Eso sí, para muchas personas de características YIN (término chino que describe a las personas delgadas, finas, longilíneas) aunque sea en una pequeña proporción, nunca deben renunciar a grasas esenciales, carnes, pescados, huevos y productos lácteos. Sin embargo, ya puedes ir eliminando todos aquellos procesados, los azúcares blancos, la harina blanca y la cafeína.

Para que puedas tener una referencia de calidad, hemos elaborado un menú ejemplo de una dieta alcalina, con un plan de comidas que aporta sentido al objetivo que perseguimos: reducir el ácido del pH y proteger nuestros huesos y salud. Antes de comenzar, te avisamos, la muestra que vas a ver no es una “dieta” como todos conocemos, aquí no se miden las calorías ni otras sustancias. Aquí no buscamos un vientre plano, sino adquirir unos hábitos nuevos, más saludables y alcalinizantes que antes. El vientre plano vendrá como consecuencia de un re-equilibrio del pH. Mejora la salud y vuelve el peso correcto.

Muestra de dieta alcalina “One Day Plan”

Desayuno:

Revuelto de cebollas verdes, tomates, col de hoja verde y unos pimientos. Emplea de 1 a 2 huevos por persona.

Taza de té de jengibre.

Almuerzo:

1 Pera.

1 Puñado de semillas de calabaza.

Comida A:

Sopa de lentejas servida con 2 tazas de verdura al vapor, es decir, brócoli, zanahorias, cebollas y/o col, por ejemplo.

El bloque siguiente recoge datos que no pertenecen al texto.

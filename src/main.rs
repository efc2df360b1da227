use anyhow::{Context, Result};
use cctmunger::{config::Config, process};
use clap::Parser;
use std::path::PathBuf;
use tracing::info;
use tracing_subscriber::{fmt, EnvFilter};

#[derive(Parser)]
#[command(name = "cctmunger")]
#[command(about = "Munges Office of Research credit-trend exports into chart-ready CSV/JSON")]
struct Args {
    /// Directory containing the raw input csv files
    #[arg(short, long, default_value = "data")]
    input_path: PathBuf,

    /// Root directory for processed output, one folder per market
    #[arg(short, long, default_value = "processed_data")]
    output_path: PathBuf,

    /// Where to save the data snapshot JSON; snapshot files are skipped
    /// when this is not given
    #[arg(short = 'd', long)]
    data_snapshot_path: Option<PathBuf>,
}

fn main() -> Result<()> {
    let env = EnvFilter::try_from_default_env().unwrap_or_else(|_| EnvFilter::new("info"));
    fmt::Subscriber::builder()
        .with_env_filter(env)
        .with_span_events(fmt::format::FmtSpan::CLOSE)
        .init();
    info!("startup");

    let args = Args::parse();
    let config = Config::new();

    let summary = process::process_directory(
        &config,
        &args.input_path,
        &args.output_path,
        args.data_snapshot_path.as_deref(),
    )
    .with_context(|| format!("processing {}", args.input_path.display()))?;

    info!(
        succeeded = summary.succeeded.len(),
        failed = summary.failed.len(),
        "run complete"
    );
    Ok(())
}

Ensalada de aceite de oliva.

Comida B:

110 gramos de salmón, pollo o atún, acompañado de un buen cuenco de verduras mixtas como tomates, pepinos, brócoli y zanahorias.

Vinagreta de limón con eneldo.

Merienda:

Huevo duro partido en rodajas y espolvoreado con sal marina y perejil picado.

Tiras de pimiento morrón rojo, zanahoria o apio.

Un puñado de almendras también resultaría ser un complemento final de lo más adecuado.

Cena:

110 gramos de pollo, pescado, pollo o pato. Servido con una batata al horno y una ensalada mixta.

O también se puede emplear pasta (A base de arroz o amaranto en lugar de trigo) con verduras amargas como el calabacín, la Rúcula o el Brócoli. Añadiendo condimento como parmesano rallado (1 rodaja), limón y almendra en láminas.

No te olvides de la fruta de temporada como postre.

Especias Alcalinas

Para especiar las comidas le recomiendo vinagre de manzana, sal marina sin refinar, zumo de limón o lima y aceites prensados en frío de oliva y lino y pimienta cayena.